CIDR Best Practices from 3+ Years:

1. Always start with /16 VPC (max flexibility)
2. Use /24 subnets as standard (256 IPs each)
3. Leave gaps between subnets for expansion
4. Document your IP plan before creating anything
5. Use IP calculators for complex scenarios

IP Address Planning Strategy

Here's how I plan IP addresses for projects:

Production VPC: 10.0.0.0/16
├── Public Subnet: 10.0.1.0/24 (256 addresses)
├── Private Subnet: 10.0.2.0/24 (256 addresses)
├── Database Subnet: 10.0.3.0/24 (256 addresses)
└── Reserved: 10.0.4.0/22 (1024 addresses for future)

AWS Subnets Explained Simply

Subnets are like rooms in your VPC house. Each room serves a specific purpose and has its own security rules.

Public vs Private Subnets

Public Subnets:

• Have internet gateway route (0.0.0.0/0)
• Resources get public IP addresses
• Used for load balancers, web servers
• Direct internet access

Private Subnets:

• No direct internet route
• Resources only get private IP addresses
• Used for application servers, databases
• Access internet through NAT Gateway

Subnet Planning Best Practices

From my experience, here's how I design subnets:

Multi-Tier Architecture Example

Web Tier (Public Subnets):
- us-east-1a: 10.0.1.0/24
- us-east-1b: 10.0.2.0/24

Application Tier (Private Subnets):
- us-east-1a: 10.0.11.0/24
- us-east-1b: 10.0.12.0/24

Database Tier (Private Subnets):
- us-east-1a: 10.0.21.0/24
- us-east-1b: 10.0.22.0/24

Subnet Size Calculation

I use this formula to determine subnet sizes:

• /24 subnet = 256 addresses (251 usable)
• /25 subnet = 128 addresses (123 usable)
• /26 subnet = 64 addresses (59 usable)
• /27 subnet = 32 addresses (27 usable)

Why fewer usable addresses? AWS reserves 5 IP addresses in each subnet:

• First address: Network address
• Second address: VPC router
• Third address: DNS server
• Fourth address: Future use
• Last address: Broadcast address

NAT Gateway: Internet Access for Private Resources

NAT Gateway allows resources in private subnets to access the internet while remaining private.

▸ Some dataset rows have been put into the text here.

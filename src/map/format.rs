//! Plain-text persistence of maps and navigation edge edits.
//!
//! A map file starts with [`MAP_HEADER`] and holds one record per line:
//!
//! ```text
//! F <floor>           start a floor
//! L <id> <x> <y>      a link; the id may contain spaces
//! V <x> <y>           a wall vertex
//! W <code> <v1> <v2>  a wall between two earlier vertices of the floor
//! ```
//!
//! A navigation edit file starts with [`NAV_HEADER`]:
//!
//! ```text
//! M <floor>           select a floor with a generated mesh
//! E <value> <v1> <v2> the directed navigation edge v1 → v2
//! ```
//!
//! Loading validates the whole text before anything is changed.

use std::collections::BTreeMap;
use std::fmt::{self, Write as _};
use std::str::FromStr;

use super::{FloorId, Map};
use crate::config::MapConfig;
use crate::error::{ParseError, ParseErrorKind};
use crate::floor::{Floor, Link};
use crate::graph::{Graph, SearchGraph};
use crate::math::{Point2, TOLERANCE};
use crate::topology::WallKind;

pub const MAP_HEADER: &str = "MAP FILE";
pub const NAV_HEADER: &str = "NAV GRAPH FILE";

/// A floor read from a map file, not yet validated as a whole.
struct PendingFloor {
    line: usize,
    links: Vec<Link>,
    walls: Graph,
}

/// One line of a record file, split into fields.
struct Record<'a> {
    line: usize,
    fields: Vec<&'a str>,
}

impl<'a> Record<'a> {
    fn error(&self, kind: ParseErrorKind) -> ParseError {
        ParseError::new(self.line, kind)
    }

    fn tag(&self) -> &'a str {
        self.fields[0]
    }

    fn expect_arity(&self, expected: usize) -> Result<(), ParseError> {
        if self.fields.len() == expected {
            Ok(())
        } else {
            Err(self.error(ParseErrorKind::Arity {
                expected,
                found: self.fields.len(),
            }))
        }
    }

    fn number<T: FromStr>(&self, index: usize) -> Result<T, ParseError> {
        let field = self.fields[index];
        field
            .parse()
            .map_err(|_| self.error(ParseErrorKind::InvalidNumber(field.to_owned())))
    }

    /// A finite real number; `NaN` and infinities are malformed.
    fn real(&self, index: usize) -> Result<f64, ParseError> {
        let value: f64 = self.number(index)?;
        if value.is_finite() {
            Ok(value)
        } else {
            Err(self.error(ParseErrorKind::InvalidNumber(self.fields[index].to_owned())))
        }
    }

    fn vertex(&self, index: usize, count: usize) -> Result<usize, ParseError> {
        let vertex = self.number(index)?;
        if vertex < count {
            Ok(vertex)
        } else {
            Err(self.error(ParseErrorKind::IndexOutOfRange {
                index: vertex,
                count,
            }))
        }
    }
}

/// Checks the header and splits the remaining lines into records.
fn records<'a>(
    text: &'a str,
    header: &'static str,
) -> Result<impl Iterator<Item = Result<Record<'a>, ParseError>> + 'a, ParseError> {
    let mut lines = text.lines();
    if lines.next().map(str::trim_end) != Some(header) {
        return Err(ParseError::new(
            1,
            ParseErrorKind::MissingHeader { expected: header },
        ));
    }
    Ok(lines.enumerate().map(|(offset, raw)| {
        let line = offset + 2;
        let raw = raw.trim_end();
        if raw.is_empty() {
            return Err(ParseError::new(line, ParseErrorKind::Empty));
        }
        Ok(Record {
            line,
            fields: raw.split(' ').collect(),
        })
    }))
}

impl Map {
    /// Reads a map file.
    ///
    /// # Errors
    ///
    /// Returns a [`ParseError`] carrying the line of the first bad record.
    pub fn from_map_file(config: MapConfig, text: &str) -> Result<Self, ParseError> {
        let mut pending: BTreeMap<FloorId, PendingFloor> = BTreeMap::new();
        let mut current = None;

        for record in records(text, MAP_HEADER)? {
            let record = record?;
            if record.tag() == "F" {
                record.expect_arity(2)?;
                let id = record.number(1)?;
                if pending.contains_key(&id) {
                    return Err(record.error(ParseErrorKind::DuplicateFloor(id)));
                }
                pending.insert(
                    id,
                    PendingFloor {
                        line: record.line,
                        links: Vec::new(),
                        walls: Graph::new(),
                    },
                );
                current = Some(id);
                continue;
            }

            let floor = current
                .and_then(|id| pending.get_mut(&id))
                .ok_or_else(|| record.error(ParseErrorKind::NoCurrentFloor))?;
            match record.tag() {
                "L" => {
                    let n = record.fields.len();
                    if n < 4 {
                        return Err(record.error(ParseErrorKind::Arity {
                            expected: 4,
                            found: n,
                        }));
                    }
                    let position = Point2::new(record.real(n - 2)?, record.real(n - 1)?);
                    floor
                        .links
                        .push(Link::new(record.fields[1..n - 2].join(" "), position));
                }
                "V" => {
                    record.expect_arity(3)?;
                    let position = Point2::new(record.real(1)?, record.real(2)?);
                    floor.walls.add_vertex(position);
                }
                "W" => {
                    record.expect_arity(4)?;
                    let code = record.real(1)?;
                    if WallKind::from_code(code).is_none() {
                        return Err(record.error(ParseErrorKind::InvalidWallCode(code)));
                    }
                    let count = floor.walls.vertex_count();
                    let a = record.vertex(2, count)?;
                    let b = record.vertex(3, count)?;
                    floor.walls.set_edge(a, b, code, true);
                }
                tag => return Err(record.error(ParseErrorKind::UnknownRecord(tag.to_owned()))),
            }
        }

        let mut map = Self::empty(config);
        for (id, floor) in pending {
            let count = floor.walls.vertex_count();
            let built = Floor::from_wall_graph(config.floor, &floor.walls, floor.links).map_err(|_| {
                ParseError::new(floor.line, ParseErrorKind::MissingCorners { floor: id, count })
            })?;
            map.floors.insert(id, built);
        }
        Ok(map)
    }

    /// Writes every floor in ascending id order.
    ///
    /// # Errors
    ///
    /// Returns [`fmt::Error`] if formatting a record fails.
    pub fn to_map_file(&self) -> Result<String, fmt::Error> {
        let mut out = String::new();
        writeln!(out, "{MAP_HEADER}")?;
        for (id, floor) in &self.floors {
            writeln!(out, "F {id}")?;
            for link in floor.links() {
                writeln!(out, "L {} {} {}", link.id, link.position.x, link.position.y)?;
            }
            let walls = floor.wall_graph();
            for position in walls.positions() {
                writeln!(out, "V {} {}", position.x, position.y)?;
            }
            for a in 0..walls.vertex_count() {
                for b in 0..a {
                    if walls.has_edge(a, b) {
                        writeln!(out, "W {} {a} {b}", walls.edge_value(a, b))?;
                    }
                }
            }
        }
        Ok(out)
    }

    /// Applies a navigation edit file to the generated meshes.
    ///
    /// Positive values are stored as weights and may lower the heuristic
    /// scale; other values are stored as they are.
    ///
    /// # Errors
    ///
    /// Returns a [`ParseError`] carrying the line of the first bad record, in
    /// which case no mesh is changed.
    pub fn load_nav_edits(&mut self, text: &str) -> Result<(), ParseError> {
        let mut edits: Vec<(FloorId, f64, usize, usize)> = Vec::new();
        let mut current = None;

        for record in records(text, NAV_HEADER)? {
            let record = record?;
            match record.tag() {
                "M" => {
                    record.expect_arity(2)?;
                    let id = record.number(1)?;
                    if !self.nav_meshes.contains_key(&id) {
                        return Err(record.error(ParseErrorKind::NoNavMesh(id)));
                    }
                    current = Some(id);
                }
                "E" => {
                    record.expect_arity(4)?;
                    let id = current.ok_or_else(|| record.error(ParseErrorKind::NoCurrentFloor))?;
                    let count = self
                        .nav_meshes
                        .get(&id)
                        .map_or(0, |nav| nav.nav_graph().vertex_count());
                    let value = record.real(1)?;
                    let a = record.vertex(2, count)?;
                    let b = record.vertex(3, count)?;
                    edits.push((id, value, a, b));
                }
                tag => return Err(record.error(ParseErrorKind::UnknownRecord(tag.to_owned()))),
            }
        }

        for (id, value, a, b) in edits {
            if let Some(nav) = self.nav_meshes.get_mut(&id) {
                let graph = nav.nav_graph_mut();
                if value > 0.0 {
                    graph.set_weight(a, b, value, false);
                } else {
                    graph.set_value(a, b, value, false);
                }
            }
        }
        Ok(())
    }

    /// Writes every navigation edge whose value is not the plain straight-line
    /// estimate, blocked directions included.
    ///
    /// # Errors
    ///
    /// Returns [`fmt::Error`] if formatting a record fails.
    #[allow(clippy::float_cmp)]
    pub fn to_nav_edits_file(&self) -> Result<String, fmt::Error> {
        let mut out = String::new();
        writeln!(out, "{NAV_HEADER}")?;
        for (id, nav) in &self.nav_meshes {
            writeln!(out, "M {id}")?;
            let graph = nav.nav_graph();
            for a in 0..graph.vertex_count() {
                for b in 0..graph.vertex_count() {
                    let value = graph.edge_value(a, b);
                    if value != 0.0 && (value - graph.heuristic(a, b)).abs() > TOLERANCE {
                        writeln!(out, "E {value} {a} {b}")?;
                    }
                }
            }
        }
        Ok(out)
    }
}

#[cfg(test)]
#[allow(clippy::unwrap_used)]
mod tests {
    use super::*;
    use crate::map::GenerationOutcome;

    fn sample() -> Map {
        let mut map = Map::default();
        let ground = map.floor_mut(0).unwrap();
        assert!(ground.add_wall(Point2::new(0.5, 0.0), Point2::new(0.5, 0.6)));
        ground.add_link("Main stairs", Point2::new(0.25, 0.2));
        let basement = map.add_floor(-2).unwrap();
        assert!(basement.add_wall(Point2::new(0.3, 0.4), Point2::new(1.1, 0.4)));
        basement.add_link("Main stairs", Point2::new(0.2, 0.8));
        map
    }

    #[test]
    fn map_file_round_trip() {
        let map = sample();
        let text = map.to_map_file().unwrap();
        assert!(text.starts_with("MAP FILE\nF -2\nL Main stairs 0.2 0.8\nV 0 0\n"));

        let loaded = Map::from_map_file(MapConfig::default(), &text).unwrap();
        assert_eq!(loaded.floor_ids().collect::<Vec<_>>(), vec![-2, 0]);
        for id in [-2, 0] {
            let (a, b) = (map.floor(id).unwrap(), loaded.floor(id).unwrap());
            assert_eq!(a.wall_graph(), b.wall_graph());
            assert_eq!(a.links(), b.links());
        }
        assert_eq!(loaded.to_map_file().unwrap(), text);
    }

    #[test]
    fn malformed_records_name_their_line() {
        let cases = [
            ("NOT A MAP\n", 1, ParseErrorKind::MissingHeader { expected: MAP_HEADER }),
            ("MAP FILE\nV 0 0\n", 2, ParseErrorKind::NoCurrentFloor),
            ("MAP FILE\nF 0\nQ 1\n", 3, ParseErrorKind::UnknownRecord("Q".into())),
            ("MAP FILE\nF 0\nV 0\n", 3, ParseErrorKind::Arity { expected: 3, found: 2 }),
            ("MAP FILE\nF x\n", 2, ParseErrorKind::InvalidNumber("x".into())),
            ("MAP FILE\nF 0\nV 0 0\nW 1 0 1\n", 4, ParseErrorKind::IndexOutOfRange { index: 1, count: 1 }),
            ("MAP FILE\nF 0\nV 0 0\nV 1 0\nW 3 1 0\n", 5, ParseErrorKind::InvalidWallCode(3.0)),
            ("MAP FILE\nF 0\nF 0\n", 3, ParseErrorKind::DuplicateFloor(0)),
            ("MAP FILE\nF 4\nV 0 0\n", 2, ParseErrorKind::MissingCorners { floor: 4, count: 1 }),
            ("MAP FILE\n\nF 0\n", 2, ParseErrorKind::Empty),
            ("MAP FILE\nF 0\nV NaN 0\n", 3, ParseErrorKind::InvalidNumber("NaN".into())),
            ("MAP FILE\nF 0\nL A 0.5 inf\n", 3, ParseErrorKind::InvalidNumber("inf".into())),
            ("MAP FILE\nF 0\nV 0 0\nV 1 0\nW NaN 1 0\n", 5, ParseErrorKind::InvalidNumber("NaN".into())),
        ];
        for (text, line, kind) in cases {
            let error = Map::from_map_file(MapConfig::default(), text).unwrap_err();
            assert_eq!((error.line, &error.kind), (line, &kind), "{text:?}");
        }
    }

    #[test]
    fn nav_edits_round_trip() {
        let mut map = sample();
        assert_eq!(map.generate().unwrap(), GenerationOutcome::Completed);
        let nav = map.nav_mesh_mut(0).unwrap();
        let link = nav.link_vertex(0).unwrap();
        let point = nav.nav_graph().position(link);
        let neighbour = nav.nav_graph().neighbours(link).next().unwrap();
        let target = nav.nav_graph().position(neighbour);
        let middle = Point2::new((point.x + target.x) / 2.0, (point.y + target.y) / 2.0);
        let edited = nav.block_path(middle).unwrap();

        let text = map.to_nav_edits_file().unwrap();
        assert!(text.contains("\nE -1 "));

        let mut fresh = Map::from_map_file(MapConfig::default(), &map.to_map_file().unwrap()).unwrap();
        assert_eq!(fresh.generate().unwrap(), GenerationOutcome::Completed);
        fresh.load_nav_edits(&text).unwrap();
        let graph = fresh.nav_mesh(0).unwrap().nav_graph();
        assert_eq!(graph, map.nav_mesh(0).unwrap().nav_graph());
        assert!(!graph.has_edge(edited.a, edited.b));
    }

    #[test]
    fn nav_edits_are_validated_before_applying() {
        let mut map = sample();
        assert_eq!(map.generate().unwrap(), GenerationOutcome::Completed);
        let before = map.nav_mesh(0).unwrap().nav_graph().clone();

        let error = map
            .load_nav_edits("NAV GRAPH FILE\nM 0\nE 2 0 1\nE 2 0 999\n")
            .unwrap_err();
        assert_eq!(error.line, 4);
        assert_eq!(map.nav_mesh(0).unwrap().nav_graph(), &before);

        let error = map.load_nav_edits("NAV GRAPH FILE\nM 9\n").unwrap_err();
        assert_eq!(error.kind, ParseErrorKind::NoNavMesh(9));
        let error = map.load_nav_edits("NAV GRAPH FILE\nE 2 0 1\n").unwrap_err();
        assert_eq!(error.kind, ParseErrorKind::NoCurrentFloor);

        let error = map.load_nav_edits("NAV GRAPH FILE\nM 0\nE inf 0 1\n").unwrap_err();
        assert_eq!((error.line, error.kind), (3, ParseErrorKind::InvalidNumber("inf".into())));
        assert_eq!(map.nav_mesh(0).unwrap().nav_graph(), &before);
    }
}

I use this for software updates, API calls, and downloading packages.

How NAT Gateway Works

Think of NAT Gateway as a one-way door:

• Private resources can reach internet
• Internet cannot directly reach private resources
• All outbound traffic appears to come from NAT Gateway IP

NAT Gateway vs NAT Instance

I've used both options. Here's my comparison:

NAT Gateway (Recommended):

• Managed by AWS
• High availability within AZ
• No maintenance required
• Scales automatically
• Higher cost but worth it

NAT Instance:

• EC2 instance you manage
• Single point of failure
• Requires maintenance and updates
• Lower cost but more work

Real-World NAT Gateway Setup

Here's how I typically configure NAT Gateway:

# Create NAT Gateway in public subnet
aws ec2 create-nat-gateway \
  --subnet-id subnet-12345678 \
  --allocation-id eipalloc-12345678

# Update private subnet route table
aws ec2 create-route \
  --route-table-id rtb-12345678 \
  --destination-cidr-block 0.0.0.0/0 \
  --nat-gateway-id nat-12345678

NAT Gateway Cost Optimization

NAT Gateway can be expensive. Here's how I reduce costs:

• Use single NAT Gateway for development environments
• Consider NAT Instance for cost-sensitive workloads
• Monitor data transfer charges
• Use VPC endpoints for AWS services when possible

Network Access Control Lists (NACLs)

NACLs are subnet-level firewalls. They're like security guards at building entrances - they check every person (packet) coming in and going out.

How NACLs Work

NACLs operate at the subnet level and are:

• Stateless: Must configure inbound AND outbound rules
• Rule-based: Rules processed in numerical order
• Default deny: Explicit allow rules required

NACL vs Security Groups

I often get asked about the difference:

Network ACLs:

• Subnet level
• Stateless (inbound + outbound rules needed)
• Rule numbers determine order
• First match wins
• Default deny

Security Groups:

• Instance level
• Stateful (outbound automatic for inbound)
• All rules evaluated
• Default deny inbound, allow outbound

NACL Rules Example

Here's a typical NACL configuration I use:

Inbound Rules:
Rule 100: HTTP (80) from 0.0.0.0/0 - ALLOW
Rule 110: HTTPS (443) from 0.0.0.0/0 - ALLOW
Rule 120: SSH (22) from 10.0.0.0/16 - ALLOW
Rule 130: Ephemeral Ports (1024-65535) from 0.0.0.0/0 - ALLOW
Rule 32767: ALL Traffic - DENY

Outbound Rules:
Rule 100: HTTP (80) to 0.0.0.0/0 - ALLOW
Rule 110: HTTPS (443) to 0.0.0.0/0 - ALLOW
Rule 120: Ephemeral Ports (1024-65535) to 0.0.0.0/0 - ALLOW
Rule 32767: ALL Traffic - DENY

When to Use Custom NACLs

I create custom NACLs when:

• Need subnet-level security controls
• Compliance requires network segmentation
• Want additional security layer
• Blocking specific IP ranges or ports

Most of the time, default NACL with security groups is sufficient.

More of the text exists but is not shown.